Research
"Science is the poetry of reality"
- Richard Dawkins
In 1974 Stephen Hawking make a prediction that hints a connection between quantum mechanics, general relativity and thermodynamics. A prediction that was apparently doom to never be tested until a theoretical analogue proposed by Bill Unruh in 1980 connected Hawking's prediction with moving media. In recent years, laboratory analogues of the event horizon are getting closer to test one of the most elusive effects in Physics: Hawking radiation. What if we could recreate some aspects of these astrophysical objects in the laboratory? This is the field known as analogue gravity.
The nonlinear propagation of light in media has been a topic of research since the 1980s through the numerical simulation of the non-linear Schrödinger equation (NLSE. On the other hand, thanks to the development of photonic crystal fibers (PCs), ultra-short pulses have become a commonplace in optics labs, these pulses contain only few optical cycles and therefore its theoretical and numerical modeling is still a challenge due to highly nonlinear effects present in them, causing effects such as: soliton pulse formation, optical four-wave mixing and supercontinuum generation.
Quantum mechanics is one of the pillars of modern physics. Then, it comes as a surprise that only a handful of systems can be exactly-solved in quantum theory. All of those can be solved with an algebraic method known as factorization method. Nowadays, a generalization of this method is used to study quantum systems, algebras, differential equations, special functions and coherent states. This method is also known as Darboux transformations, intertwining technique or supersymmetric quantum mechanics.

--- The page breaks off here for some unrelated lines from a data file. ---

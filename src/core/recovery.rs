//! 错误恢复引擎
//!
//! 将 NexusError 映射为面向用户的动作。核心层从不自动重试，这里只给出建议。

use crate::core::{NexusError, RecoveryAction};
use crate::gap::GapError;
use crate::llm::LlmError;
use crate::socratic::SocraticError;
use crate::doctrine::DoctrineError;

#[derive(Debug, Default)]
pub struct RecoveryEngine;

impl RecoveryEngine {
    pub fn new() -> Self {
        Self
    }

    pub fn handle(&self, err: &NexusError) -> RecoveryAction {
        match err {
            NexusError::Llm(e)
            | NexusError::Gap(GapError::Llm(e))
            | NexusError::Socratic(SocraticError::Llm(e))
            | NexusError::Doctrine(DoctrineError::Llm(e)) => Self::for_llm(e),
            NexusError::Parse(_)
            | NexusError::Gap(GapError::Parse(_))
            | NexusError::Doctrine(DoctrineError::Parse(_)) => RecoveryAction::Retry(
                "The AI reply could not be understood; nothing was changed. Try again.".to_string(),
            ),
            NexusError::Graph(e)
            | NexusError::Gap(GapError::Graph(e))
            | NexusError::Socratic(SocraticError::Graph(e))
            | NexusError::Doctrine(DoctrineError::Graph(e)) => {
                RecoveryAction::AskUser(format!("Graph operation rejected: {e}"))
            }
            NexusError::Gap(GapError::NoContext) | NexusError::NoUniverse => RecoveryAction::AskUser(
                "Open or create a universe, or activate one for synthesis.".to_string(),
            ),
            NexusError::Gap(GapError::StalePlan(msg)) => {
                RecoveryAction::AskUser(format!("The pending plan no longer applies: {msg}"))
            }
            NexusError::Socratic(
                e @ (SocraticError::InvalidTransition { .. } | SocraticError::NotAConnection(_)),
            ) => RecoveryAction::AskUser(e.to_string()),
            NexusError::Doctrine(e @ (DoctrineError::NoTopic | DoctrineError::Busy(_))) => {
                RecoveryAction::AskUser(e.to_string())
            }
            NexusError::Doctrine(DoctrineError::InvalidShape(msg)) => RecoveryAction::Retry(format!(
                "The generated doctrine was incomplete ({msg}); nothing was created. Try again."
            )),
            NexusError::InvalidCommand(msg) => RecoveryAction::AskUser(msg.clone()),
            other => RecoveryAction::Abort(other.to_string()),
        }
    }

    fn for_llm(e: &LlmError) -> RecoveryAction {
        match e {
            LlmError::RateLimited(_) | LlmError::ServerError { .. } | LlmError::Network(_) => {
                RecoveryAction::Retry(e.user_message())
            }
            LlmError::QuotaExceeded(_) | LlmError::InvalidResponse(_) => {
                RecoveryAction::Abort(e.user_message())
            }
        }
    }
}

#[cfg(test)]
mod tests {
    use super::*;
    use crate::graph::{EntityId, GraphError};
    use crate::structured::parse_structured;

    #[test]
    fn test_rate_limit_is_retry() {
        let engine = RecoveryEngine::new();
        let err = NexusError::Gap(GapError::Llm(LlmError::RateLimited("429".into())));
        assert!(matches!(engine.handle(&err), RecoveryAction::Retry(_)));
    }

    #[test]
    fn test_quota_is_abort() {
        let engine = RecoveryEngine::new();
        let err = NexusError::Llm(LlmError::QuotaExceeded("none left".into()));
        match engine.handle(&err) {
            RecoveryAction::Abort(msg) => assert!(msg.contains("quota")),
            other => panic!("Expected Abort, got {other:?}"),
        }
    }

    #[test]
    fn test_parse_is_retry() {
        let engine = RecoveryEngine::new();
        let err = NexusError::Parse(parse_structured("nope").unwrap_err());
        assert!(matches!(engine.handle(&err), RecoveryAction::Retry(_)));
    }

    #[test]
    fn test_cycle_asks_user() {
        let engine = RecoveryEngine::new();
        let err = NexusError::Graph(GraphError::Cycle {
            node: EntityId::from("node_1"),
            target: EntityId::from("node_2"),
        });
        match engine.handle(&err) {
            RecoveryAction::AskUser(msg) => assert!(msg.contains("cycle")),
            other => panic!("Expected AskUser, got {other:?}"),
        }
    }
}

The special functions play a fundamental role in mathematical physics; some of them are solutions to linear differential equations. In 1905, Paul Painlevé studied the nonlinear ordinary differential equations with specific mathematical properties. He obtained six of these equations, which can be considered as nonlinear analogues of the classical special functions. Lately, there has been an interest in these equations as they appear in several physical applications. Painlevé equations can be solved using algebraic techniques developed in quantum theory.